EXERCISE DETAILS ▸ Output each line from the one that contains "Last entries of" to the final line of the data below, exactly, and include nothing else.

SOURCE INFORMATION ▸
[Start of Attachment]
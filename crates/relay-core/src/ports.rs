//! Hexagonal ports consumed by the relay core.
//!
//! Transport and LLM ports live next to their types (`messaging`, `model`);
//! they are re-exported here so adapters can import every port from one place.

use std::collections::HashSet;

use async_trait::async_trait;
use chrono::{DateTime, Utc};

use crate::{
    broadcast::RecipientOutcome,
    domain::{ConversationId, JobId},
    model::types::ChatMessage,
    reminder::{ReminderTarget, ReminderTime},
    stats::Activity,
    Result,
};

pub use crate::messaging::port::TransportPort;
pub use crate::model::client::LlmGateway;

/// Persistence port.
///
/// Append-only from the core's point of view: every write is independent and
/// idempotent (writing the same terminal value twice is harmless).
#[async_trait]
pub trait PersistencePort: Send + Sync {
    /// Register a conversation (first contact). Reactivates a deactivated one.
    async fn upsert_conversation(&self, id: ConversationId) -> Result<()>;

    /// Mark a conversation as unreachable (blocked the bot, deleted, ...).
    async fn deactivate(&self, id: ConversationId) -> Result<()>;

    async fn list_active_recipients(&self) -> Result<HashSet<ConversationId>>;

    async fn record_delivery_result(
        &self,
        job: JobId,
        recipient: ConversationId,
        outcome: &RecipientOutcome,
    ) -> Result<()>;

    /// Highest job id ever recorded, including jobs whose results were
    /// already pruned. New jobs are numbered past it.
    async fn last_job_id(&self) -> Result<Option<JobId>>;

    /// Last entries of the model context window, oldest first, at most `limit`.
    async fn load_history(&self, id: ConversationId, limit: usize) -> Result<Vec<ChatMessage>>;

    /// Append one entry; the oldest entries beyond the storage bound are dropped.
    async fn append_history(&self, id: ConversationId, message: ChatMessage) -> Result<()>;

    /// Reset the model context window without deleting stored history.
    async fn forget(&self, id: ConversationId) -> Result<()>;

    /// Own reminder times of a conversation. `None` returns it to the
    /// configured defaults; an empty list turns reminders off.
    async fn set_reminder_times(
        &self,
        id: ConversationId,
        times: Option<Vec<ReminderTime>>,
    ) -> Result<()>;

    /// Reminder settings of every active conversation.
    async fn list_reminder_targets(&self) -> Result<Vec<ReminderTarget>>;

    async fn mark_reminded(&self, id: ConversationId, at: DateTime<Utc>) -> Result<()>;

    /// Conversation counts and user-message times, for one conversation or
    /// for all of them.
    async fn activity(&self, id: Option<ConversationId>) -> Result<Activity>;
}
[End of Attachment]
ANSWER SPACE ▸
    /// Last entries of the model context window, oldest first, at most `limit`.
    async fn load_history(&self, id: ConversationId, limit: usize) -> Result<Vec<ChatMessage>>;

    /// Append one entry; the oldest entries beyond the storage bound are dropped.
    async fn append_history(&self, id: ConversationId, message: ChatMessage) -> Result<()>;

    /// Reset the model context window without deleting stored history.
    async fn forget(&self, id: ConversationId) -> Result<()>;

    /// Own reminder times of a conversation. `None` returns it to the
    /// configured defaults; an empty list turns reminders off.
    async fn set_reminder_times(
        &self,
        id: ConversationId,
        times: Option<Vec<ReminderTime>>,
    ) -> Result<()>;

    /// Reminder settings of every active conversation.
    async fn list_reminder_targets(&self) -> Result<Vec<ReminderTarget>>;

    async fn mark_reminded(&self, id: ConversationId, at: DateTime<Utc>) -> Result<()>;

    /// Conversation counts and user-message times, for one conversation or
    /// for all of them.
    async fn activity(&self, id: Option<ConversationId>) -> Result<Activity>;
}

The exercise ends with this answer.